Tujuan reproduksi, seksual, ekonomi dan pendidikan dalam keluarga memerlukan dukungan secara psikologi antar anggota keluarga, apabila dukungan tersebut tidak didapatkan maka akan menimbulkan konsekuensi emosional seperti marah, depresi dan perilaku yang menyimpang. Tujuan yang ada dalam keluarga akan lebih mudah dicapai apabila terjadi komunikasi yang jelas dan secara langsung. Komunikasi tersebut akan mempermudah menyelesaikan konflik dan pemecahan masalah.

1.    Fungsi Biologis

Bagi pasangan suami-isteri (keluarga), keluarga menjadi tempat untuk dapat memenuhi kebutuhan dasarnya, seperti sandang, pangan dan papan, sampai batas minimal dia dapat mempertahankan hidupnya. Fungsi biologis inilah yang membedakan perkawinan manusia dengan binatang, sebab fungsi ini diatur dalam suatu norma perkawinan yang diakui bersama.29 Fungsi biologis keluarga ini, untuk melanjutkan keturunan (reproduksi), dalam ajaran Islam juga disertai upaya sadar agar keturunannya menjadi generasi yang unggul dan berguna, yaitu generasi “dzurriyatun thoyyibah”.[19]

2.    Fungsi Edukatif

Fungsi edukatif (pendidikan), keluarga merupakan tempat pendidikan bagi semua anggotanya dimana orang tua memiliki peran yang cukup penting untuk membawa anak menuju kedewasaan jasmani dan ruhani dalam dimensi kognitif, afektif maupun skill, dengan tujuan untuk mengembangkan aspek mental spiritual, moral, intelektual, dan profesional. Pendidikan keluarga Islam didasarkan pada QS. at-Tahrim: “Jagalah dirimu dan keluargamu dari siksa api neraka yang bahan bakarnya adalah manusia dan batu….”(QS. At-Tahrim: 6)[20]

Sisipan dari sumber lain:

/// Pure transition function.
///
/// Given the same snapshot and action it always produces the same result and
/// performs no I/O. The input snapshot is never modified.
pub fn transition(
    state: &ConversationState,
    action: Action,
) -> Result<TransitionResult, TransitionError> {
    let state = state.clone();

    match action {
        Action::UserMessage {
            message,
            context_ok,
            instructions,
        } => user_message(state, message, context_ok, instructions),

        Action::Provider {
            turn,
            event,
            received_at,
        } => {
            if !state.is_current(&turn) {
                // Stale: the turn was stopped, superseded or its thread left
                return Ok(TransitionResult::new(state));
            }
            Ok(provider_event(state, &turn, event, received_at))
        }

        Action::ProviderFailed { turn, error } => Ok(provider_failed(state, &turn, &error)),

        Action::Stop => {
            let mut state = state;
            let effects = abort_active_turn(&mut state);
            Ok(TransitionResult::new(state).with_effects(effects))
        }

        Action::NewThread { thread } => {
            let mut state = state;
            let effects = abort_active_turn(&mut state);
            state.thread = thread;
            state.thread_saved = false;
            state.messages.clear();
            state.phase = TurnPhase::Idle;
            Ok(TransitionResult::new(state).with_effects(effects))
        }

        Action::SelectThread { thread, messages } => {
            let mut state = state;
            let effects = abort_active_turn(&mut state);
            state.thread = thread;
            state.thread_saved = true;
            state.phase = restored_phase(&messages);
            state.messages = messages;
            Ok(TransitionResult::new(state).with_effects(effects))
        }

        Action::ExecuteFunctionCall {
            message_id,
            content_id,
        } => execute_function_call(state, &message_id, &content_id),

        Action::FunctionCallFinished {
            message_id,
            content_id,
            result,
        } => Ok(function_call_finished(state, &message_id, &content_id, result)),

        Action::SetAutoExecute { enabled } => {
            let mut state = state;
            state.auto_execute = enabled;
            let mut effects = Vec::new();
            if enabled {
                if let TurnPhase::AwaitingTools { message_id } = state.phase.clone() {
                    effects = start_idle_calls(&mut state, &message_id);
                }
            }
            Ok(TransitionResult::new(state).with_effects(effects))
        }
    }
}

/// A restored transcript whose last reply still has unconfirmed calls waits on them
fn restored_phase(messages: &[Message]) -> TurnPhase {
    match messages.last() {
        Some(last) if last.complete && !last.idle_function_calls().is_empty() => {
            TurnPhase::AwaitingTools {
                message_id: last.id.clone(),
            }
        }
        _ => TurnPhase::Idle,
    }
}

// ============================================================================
// User messages
// ============================================================================

fn user_message(
    mut state: ConversationState,
    message: Message,
    context_ok: bool,
    instructions: Option<String>,
) -> Result<TransitionResult, TransitionError> {
    if message.thread_id != state.thread.id {
        return Err(TransitionError::InvalidTransition(format!(
            "message for thread {} sent while thread {} is current",
            message.thread_id, state.thread.id
        )));
    }

    // A new send supersedes whatever turn is still in flight
    let mut effects = abort_active_turn(&mut state);

    let created = !state.thread_saved;
    state.thread.updated_at = message.created_at;
    state.thread_saved = true;
    effects.push(Effect::persist_thread(&state.thread, created));

    let history = state.messages.clone();
    state.messages.push(message.clone());
    effects.push(Effect::PersistMessage {
        message: message.clone(),
    });

    if context_ok {
        let turn = state.allocate_turn(&message.id);
        state.phase = TurnPhase::AwaitingReply {
            turn: turn.clone(),
            reply_id: None,
        };
        effects.push(Effect::RequestReply {
            turn,
            model: state.model.clone(),
            message,
            instructions,
            history,
        });
    }

    Ok(TransitionResult::new(state).with_effects(effects))
}

/// Cancel the in-flight turn, if any, and clear the waiting state
fn abort_active_turn(state: &mut ConversationState) -> Vec<Effect> {
    match std::mem::take(&mut state.phase) {
        TurnPhase::AwaitingReply { turn, .. } => vec![Effect::AbortTurn { turn }],
        TurnPhase::AwaitingTools { message_id } => {
            state.phase = TurnPhase::AwaitingTools { message_id };
            vec![]
        }
        TurnPhase::Idle => vec![],
    }
}

// ============================================================================
// Provider events
// ============================================================================

fn reply_id(state: &ConversationState) -> Option<String> {
    match &state.phase {
        TurnPhase::AwaitingReply { reply_id, .. } => reply_id.clone(),
        _ => None,
    }
}

fn provider_event(
    mut state: ConversationState,
    turn: &TurnRef,
    event: ProviderMessageEvent,
    received_at: DateTime<Utc>,
) -> TransitionResult {
    let current_reply = reply_id(&state);

    match event {
        ProviderMessageEvent::Created {
            message_id,
            thread_id,
        } => {
            let duplicate = current_reply.is_some() || state.message(&message_id).is_some();
            if thread_id == turn.thread_id && !duplicate {
                state
                    .messages
                    .push(Message::assistant(message_id.clone(), thread_id, received_at));
                state.phase = TurnPhase::AwaitingReply {
                    turn: turn.clone(),
                    reply_id: Some(message_id),
                };
            }
            TransitionResult::new(state)
        }

        ProviderMessageEvent::OutputTextDelta {
            message_id,
            content_id,
            text_delta,
        } => {
            if current_reply.as_deref() == Some(message_id.as_str()) {
                if let Some(message) = state.message_mut(&message_id) {
                    append_text(message, &content_id, &text_delta);
                }
            }
            TransitionResult::new(state)
        }

        ProviderMessageEvent::FunctionCallProposed {
            message_id,
            content_id,
            name,
            arguments,
        } => {
            if current_reply.as_deref() == Some(message_id.as_str()) {
                if let Some(message) = state.message_mut(&message_id) {
                    if !message.complete && message.content_item(&content_id).is_none() {
                        message
                            .content
                            .push(ContentItem::function_call(content_id, name, arguments));
                    }
                }
            }
            TransitionResult::new(state)
        }

        ProviderMessageEvent::Completed {
            message_id,
            user_message_id,
            response_id,
        } => {
            if user_message_id != turn.origin_message_id {
                return TransitionResult::new(state);
            }
            match current_reply {
                Some(reply) if reply == message_id => finish_reply(state, &reply, response_id),
                Some(_) => TransitionResult::new(state),
                None => {
                    // Completed without any content
                    state.phase = TurnPhase::Idle;
                    TransitionResult::new(state)
                }
            }
        }

        ProviderMessageEvent::Fallback {
            content,
            response_id,
            ..
        } => {
            let reply = current_reply.unwrap_or_else(|| {
                let id = format!("{}-reply", turn.origin_message_id);
                state.messages.push(Message::assistant(
                    id.clone(),
                    turn.thread_id.clone(),
                    received_at,
                ));
                id
            });
            if let Some(message) = state.message_mut(&reply) {
                message.content = content;
            }
            finish_reply(state, &reply, response_id)
        }

        ProviderMessageEvent::Error { message } => fail_turn(state, message),
    }
}

fn append_text(message: &mut Message, content_id: &str, delta: &str) {
    if message.complete {
        return;
    }
    let existing = message.content.iter_mut().find(|item| item.id() == content_id);
    match existing {
        Some(ContentItem::OutputText { text, .. }) => text.push_str(delta),
        // Id already taken by a function call
        Some(ContentItem::FunctionCall { .. }) => {}
        None => message.content.push(ContentItem::text(content_id, delta)),
    }
}

/// Mark the reply complete, persist it and route any proposed calls
fn finish_reply(
    mut state: ConversationState,
    message_id: &str,
    response_id: Option<String>,
) -> TransitionResult {
    let Some(message) = state.message_mut(message_id) else {
        state.phase = TurnPhase::Idle;
        return TransitionResult::new(state);
    };

    message.complete = true;
    if response_id.is_some() {
        message.response_id = response_id;
    }
    let persisted = message.clone();
    let pending_calls = message.idle_function_calls();

    let mut effects = vec![Effect::PersistMessage { message: persisted }];
    if pending_calls.is_empty() {
        state.phase = TurnPhase::Idle;
    } else {
        state.phase = TurnPhase::AwaitingTools {
            message_id: message_id.to_string(),
        };
        if state.auto_execute {
            effects.extend(start_idle_calls(&mut state, message_id));
        }
    }

    TransitionResult::new(state).with_effects(effects)
}

/// Record a failure on the last message and end the turn
fn fail_turn(mut state: ConversationState, error: String) -> TransitionResult {
    let reply = reply_id(&state);
    state.phase = TurnPhase::Idle;

    let Some(last) = state.messages.last_mut() else {
        return TransitionResult::new(state);
    };
    last.error = Some(error);
    let message = last.clone();

    // The streamed reply was never stored; earlier messages only get the error
    let effect = if reply.as_deref() == Some(message.id.as_str()) {
        Effect::PersistMessage { message }
    } else {
        Effect::UpdateMessage { message }
    };
    TransitionResult::new(state).with_effect(effect)
}

fn provider_failed(
    state: ConversationState,
    turn: &TurnRef,
    error: &ProviderError,
) -> TransitionResult {
    if error.is_cancellation() || !state.is_current(turn) {
        return TransitionResult::new(state);
    }
    fail_turn(state, error.to_string())
}

// ============================================================================
// Function calls
// ============================================================================

/// Move every idle call of the message to Running and request execution
fn start_idle_calls(state: &mut ConversationState, message_id: &str) -> Vec<Effect> {
    let Some(message) = state.message_mut(message_id) else {
        return vec![];
    };

    let mut effects = Vec::new();
    for item in &mut message.content {
        if let ContentItem::FunctionCall {
            id,
            name,
            status,
            arguments,
            ..
        } = item
        {
            if *status == FunctionCallStatus::Idle {
                *status = FunctionCallStatus::Running;
                effects.push(Effect::ExecuteFunctionCall {
                    message_id: message_id.to_string(),
                    content_id: id.clone(),
                    name: name.clone(),
                    arguments: arguments.clone(),
                });
            }
        }
    }
    effects
}

fn execute_function_call(
    mut state: ConversationState,
    message_id: &str,
    content_id: &str,
) -> Result<TransitionResult, TransitionError> {
    let message = state
        .message_mut(message_id)
        .ok_or_else(|| TransitionError::UnknownMessage(message_id.to_string()))?;
    if !message.complete {
        return Err(TransitionError::InvalidTransition(
            "function calls can run once the reply is complete".to_string(),
        ));
    }

    let item = message
        .content
        .iter_mut()
        .find(|item| item.id() == content_id);
    let Some(ContentItem::FunctionCall {
        name,
        status,
        arguments,
        ..
    }) = item
    else {
        return Err(TransitionError::UnknownFunctionCall(content_id.to_string()));
    };

    if !status.can_transition_to(FunctionCallStatus::Running) {
        return Err(TransitionError::InvalidTransition(format!(
            "function call {content_id} is already {status:?}"
        )));
    }
    *status = FunctionCallStatus::Running;
    let effect = Effect::ExecuteFunctionCall {
        message_id: message_id.to_string(),
        content_id: content_id.to_string(),
        name: name.clone(),
        arguments: arguments.clone(),
    };

    Ok(TransitionResult::new(state).with_effect(effect))
}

Fungsi edukatif ini merupakan bentuk penjagaan hak dasar manusia dalam memelihara dan mengembangkan potensi akalnya. Pendidikan keluarga sekarang ini pada umumnya telah mengikuti pola keluarga demokratis di mana tidak dapat dipilah-pilah siapa belajar kepada siapa. Peningkatan pendidikan generasi penerus berdampak pada pergeseran relasi antar peran-peran anggota keluarga. Karena itu bisa terjadi suami belajar kepada isteri, bapak atau ibu belajar kepada anaknya. Namun teladan baik dan tugas-tugas pendidikan dalam keluarga tetap menjadi tanggungjawab kedua orang tua. Dalam Hadits Nabi ditegaskan:

“Setiap anak lahir dalam keadaan suci, maka orang tuanyalah yang menjadikan dia Yahudi, Nasrani, atau Majusi” (HR. Ahmad Thabrani, dan Baihaqi).[21]

3.    Fungsi Religius

Fungsi religius, berkaitan dengan kewajiban orang tua untuk mengenalkan, membimbing, memberi teladan dan melibatkan anak serta anggota keluarga lainnya mengenai nilai-nilai dan kaidah-kaidah agama dan perilaku keagamaan. Dalam QS. Luqman: 13 mengisahkan peran orang tua dalam keluarga menanamkan aqidah kepada anaknya sebagaimana yang dilakukan Luqman al Hakim terhadap anaknya.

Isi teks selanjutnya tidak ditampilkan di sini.